What is being asked: Starting at the line that contains "async fn record(&self, event: RoutingEvent);" in the listing below, write out every line word for word until you have written the line that contains "debug!(query_class = %event.query_class, placement_set".

Source material:

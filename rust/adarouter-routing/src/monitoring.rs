//! Monitoring service collaborator: records execution-time samples and
//! serves them back out grouped for the refresher.
//!
//! Grounded on `knhk-autonomic::knowledge::KnowledgeBase`'s windowed,
//! `Arc<RwLock<HashMap<..>>>`-backed retention, minus its `sled`
//! persistence: spec.md §3/§6 are explicit that the core persists no
//! history, so the window here is purely in memory.

use crate::types::{DataPoint, PlacementSet, QueryClass, RoutingEvent};
use std::collections::VecDeque;
use std::sync::Arc;
use tokio::sync::RwLock;
use tracing::debug;

/// External service that records routing events and answers queries
/// about retained timing samples.
#[async_trait::async_trait]
pub trait MonitoringService: Send + Sync {
    /// Record a routing event. Called fire-and-forget from the intake
    /// path; must not block the caller on I/O.
    async fn record(&self, event: RoutingEvent);

    /// All retained data points for a query class, across every
    /// placement set observed.
    async fn data_points(&self, query_class: &QueryClass) -> Vec<DataPoint>;
}

/// In-memory `MonitoringService` with a bounded retention window per
/// query class. The window size is the effective moving-average
/// window (spec.md §4.4).
pub struct InMemoryMonitoringService {
    window_size: usize,
    samples: RwLock<std::collections::HashMap<QueryClass, VecDeque<DataPoint>>>,
}

impl InMemoryMonitoringService {
    pub fn new(window_size: u32) -> Self {
        Self {
            window_size: window_size.max(1) as usize,
            samples: RwLock::new(std::collections::HashMap::new()),
        }
    }

    pub fn shared(window_size: u32) -> Arc<Self> {
        Arc::new(Self::new(window_size))
    }
}

#[async_trait::async_trait]
impl MonitoringService for InMemoryMonitoringService {
    async fn record(&self, event: RoutingEvent) {
        debug!(query_class = %event.query_class, placement_set = %event.placement_set, nanos = event.nanos, "recording routing event");
        let mut samples = self.samples.write().await;
        let window = samples.entry(event.query_class.clone()).or_default();
        window.push_back(DataPoint {
            query_class: event.query_class,
            placement_set: event.placement_set,
            nanos: event.nanos,
        });
        while window.len() > self.window_size {
            window.pop_front();
        }
    }

    async fn data_points(&self, query_class: &QueryClass) -> Vec<DataPoint> {
        self.samples
            .read()
            .await
            .get(query_class)
            .map(|w| w.iter().cloned().collect())
            .unwrap_or_default()
    }
}

/// Compute the arithmetic mean of nanosecond times per placement set
/// from a batch of data points, as the refresher's first step
/// requires.
pub fn mean_times_by_placement(
    points: &[DataPoint],
) -> std::collections::BTreeMap<PlacementSet, u64> {
    let mut sums: std::collections::BTreeMap<PlacementSet, (u64, u64)> = Default::default();
    for point in points {
        let entry = sums.entry(point.placement_set.clone()).or_insert((0, 0));
        entry.0 += point.nanos;
        entry.1 += 1;
    }
    sums.into_iter()
        .map(|(ps, (sum, count))| (ps, sum / count.max(1)))
        .collect()
}

#[cfg(test)]
mod tests {
    use super::*;

    #[tokio::test]
    async fn window_evicts_oldest_samples() {
        let svc = InMemoryMonitoringService::new(2);
        let qc = QueryClass::new("C1");
        let ps = PlacementSet::singleton(1);

        for nanos in [10, 20, 30] {
            svc.record(RoutingEvent {
                query_class: qc.clone(),
                placement_set: ps.clone(),
                nanos,
            })
            .await;
        }

        let points = svc.data_points(&qc).await;
        assert_eq!(points.len(), 2);
        assert_eq!(points[0].nanos, 20);
        assert_eq!(points[1].nanos, 30);
    }

    #[test]
    fn mean_times_groups_by_placement() {
        let qc = QueryClass::new("C1");
        let ps1 = PlacementSet::singleton(1);
        let ps2 = PlacementSet::singleton(2);
        let points = vec![
            DataPoint {
                query_class: qc.clone(),
                placement_set: ps1.clone(),
                nanos: 10,
            },
            DataPoint {
                query_class: qc.clone(),
                placement_set: ps1.clone(),
                nanos: 20,
            },
            DataPoint {
                query_class: qc,
                placement_set: ps2.clone(),
                nanos: 100,
            },
        ];

        let means = mean_times_by_placement(&points);
        assert_eq!(means[&ps1], 15);
        assert_eq!(means[&ps2], 100);
    }
}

Solution for this exercise:
    async fn record(&self, event: RoutingEvent);

    /// All retained data points for a query class, across every
    /// placement set observed.
    async fn data_points(&self, query_class: &QueryClass) -> Vec<DataPoint>;
}

/// In-memory `MonitoringService` with a bounded retention window per
/// query class. The window size is the effective moving-average
/// window (spec.md §4.4).
pub struct InMemoryMonitoringService {
    window_size: usize,
    samples: RwLock<std::collections::HashMap<QueryClass, VecDeque<DataPoint>>>,
}

impl InMemoryMonitoringService {
    pub fn new(window_size: u32) -> Self {
        Self {
            window_size: window_size.max(1) as usize,
            samples: RwLock::new(std::collections::HashMap::new()),
        }
    }

    pub fn shared(window_size: u32) -> Arc<Self> {
        Arc::new(Self::new(window_size))
    }
}

#[async_trait::async_trait]
impl MonitoringService for InMemoryMonitoringService {
    async fn record(&self, event: RoutingEvent) {
        debug!(query_class = %event.query_class, placement_set = %event.placement_set, nanos = event.nanos, "recording routing event");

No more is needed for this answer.